Supply chain: study drug inventory to show whether sites have enough drug.
Second level might start to answer why: are they getting shipments? Are we losing study drug?
Out of window subjects: similar to action items: should see nothing here; if you see anything, take immediate action.
Data management: now starting to see if data is being SDV and locked in a timely fashion, and what kind of trends we’re seeing in query volume.
Second level starts to drill down into reasons for anomalies in any of these.
Sample dashboard. Emphasize the last few slides have talked through selecting and sequencing your questions and the metrics they need.
Translate that into action by building your dashboards.
Don’t go overboard—I suggest a small # of dashboard using the metrics of most importance.
milestones: putting them more front and center because all of those late-study milestones are coming up—last visits, last form, data lock, site close out, etc.
CRF statuses: should show that last forms are received and counts of locked forms are creeping up until all are locked.
Maybe query metrics are a second level there—if it looks like forms aren’t being locked quickly enough, why not? Perhaps too many open queries?
I’ve only put two levels here because the concerns have gotten much narrower: closing out milestones, and locking the data.
Perhaps refine some of the milestones even further with conditional formatting—highlight in yellow or red given just how late something is.
We might also select and sequence our metrics by audience. For example, here are key metrics selected and ordered for a data manager.
Top level really has two things: % counts of forms received, SDV, and locked; and queries.
Depending on answers to those, they can choose to look at the next level of metrics with more or less urgency
Data entry: who is falling behind on entering forms.
CRF Status: if they’re not verified or locked, where else are they in beign processed (obviously dependent on your use of other status options in an EDC. If you don’t use it, this could be dropped)
Additional query metrics: drill in to details to understand
Whether certain forms are triggering more queries than others.

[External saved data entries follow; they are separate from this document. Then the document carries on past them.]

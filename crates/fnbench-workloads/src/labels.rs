// Author: fnbench contributors
// Copyright © 2026, the fnbench authors, all rights reserved.
// Created: 10 October 2026

use anyhow::{bail, Context, Result};
use sha2::{Digest, Sha256};
use std::{
    collections::HashMap,
    fs::File,
    io::{BufReader, Read},
    path::Path,
};

const BUILTIN: &[&str] = &[
    "tench",
    "goldfish",
    "sulphur-crested_cockatoo",
    "Welsh_springer_spaniel",
    "tabby",
    "Egyptian_cat",
    "sports_car",
    "warbler",
    "pumice",
    "cab",
];

/// Class index to human readable label.
#[derive(Clone, Debug, PartialEq, Eq)]
pub struct LabelTable {
    labels: Vec<String>,
}

impl LabelTable {
    /// A small table for running without any model files.
    pub fn builtin() -> Self {
        Self {
            labels: BUILTIN.iter().map(|s| (*s).to_owned()).collect(),
        }
    }

    pub fn load(path: &Path) -> Result<Self> {
        let file = File::open(path)
            .with_context(|| format!("failed opening label table {:?}", path))?;
        Self::from_reader(BufReader::new(file))
            .with_context(|| format!("failed reading label table {:?}", path))
    }

    /// Parse an ImageNet style class index: `{"0": ["n01440764", "tench"], ...}`.
    /// Indices must cover `0..n` without gaps.
    pub fn from_reader(reader: impl Read) -> Result<Self> {
        let index: HashMap<String, (String, String)> = serde_json::from_reader(reader)?;
        if index.is_empty() {
            bail!("label table is empty");
        }

        let mut labels = vec![None; index.len()];
        for (key, (_synset, label)) in index {
            let idx: usize = key
                .parse()
                .with_context(|| format!("class index {:?} is not a number", key))?;

            match labels.get_mut(idx) {
                Some(slot) => *slot = Some(label),
                None => bail!("class index {} out of range for {} classes", idx, labels.len()),
            }
        }

        let labels = labels
            .into_iter()
            .enumerate()
            .map(|(idx, label)| label.ok_or_else(|| anyhow::anyhow!("missing class {}", idx)))
            .collect::<Result<Vec<_>>>()?;

        Ok(Self { labels })
    }

    pub fn len(&self) -> usize {
        self.labels.len()
    }

    pub fn is_empty(&self) -> bool {
        self.labels.is_empty()
    }

    pub fn get(&self, index: usize) -> Option<&str> {
        self.labels.get(index).map(String::as_str)
    }

    /// Pick the label for a blob of input data: the first eight bytes of
    /// the SHA-256 digest, big endian, modulo the table size. Identical data
    /// maps to the same label on every build and platform.
    pub fn predict(&self, data: &[u8]) -> &str {
        let digest = Sha256::digest(data);
        let mut head = [0u8; 8];
        head.copy_from_slice(&digest[..8]);
        let idx = (u64::from_be_bytes(head) % self.labels.len() as u64) as usize;

        &self.labels[idx]
    }
}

Whether a large number of queries are awaiting action.
If there is a pile of queries awaiting responses, the data manager has enough information to take action. But, he or she could also go one layer deeper at that point and investigate whether there are patterns in answering or accepting them more or less quickly.
Sample dashboard. Emphasize the last few slides have talked through selecting and sequencing your questions and the metrics they need.
Translate that into action by building your dashboards.
Don’t go overboard—I suggest a small # of dashboard using the metrics of most importance.
One parting bit of information:
There are stages to full implementation of a plan around metrics. We’ve focused today primarily on the Define and Value stages.
Those are just some examples of how you might develop strategies to use metrics at various points in your study. I’d like to emphasize that these are example—every sponsor is a bit different, every study is a bit different, but I’m hoping that some of the principles and strategies I’ve outlined for selecting and using metrics will help you.
I’d like to emphasize again that a metric is a tool. In and of itself it does nothing. You need to not only choose the right set of metrics and sequence your use of them, but also to follow through on that while managing your study.
Second, the use of metrics is an iterative process, one that will take continuous refinement to get the right set of metrics for your particular study, and you may make adjustments over the course of a single study, or as you start to experiment with program-wide assessments. There will be some trial and error to find the right set of questions, but that’s OK. Even the best plans take minor adjustments once they’re implemented.
Finally, walk before you run. It’s very easy to get overwhelmed, and to try to do everything at once. I’d encourage people instead to start small, to start with a focused set of metrics that answer your most targeted questions and build from there. Over time, you’ll develop a large toolkit of metrics, but it will be a structured set—you’ll know how they relate to one another, and how they translate into action.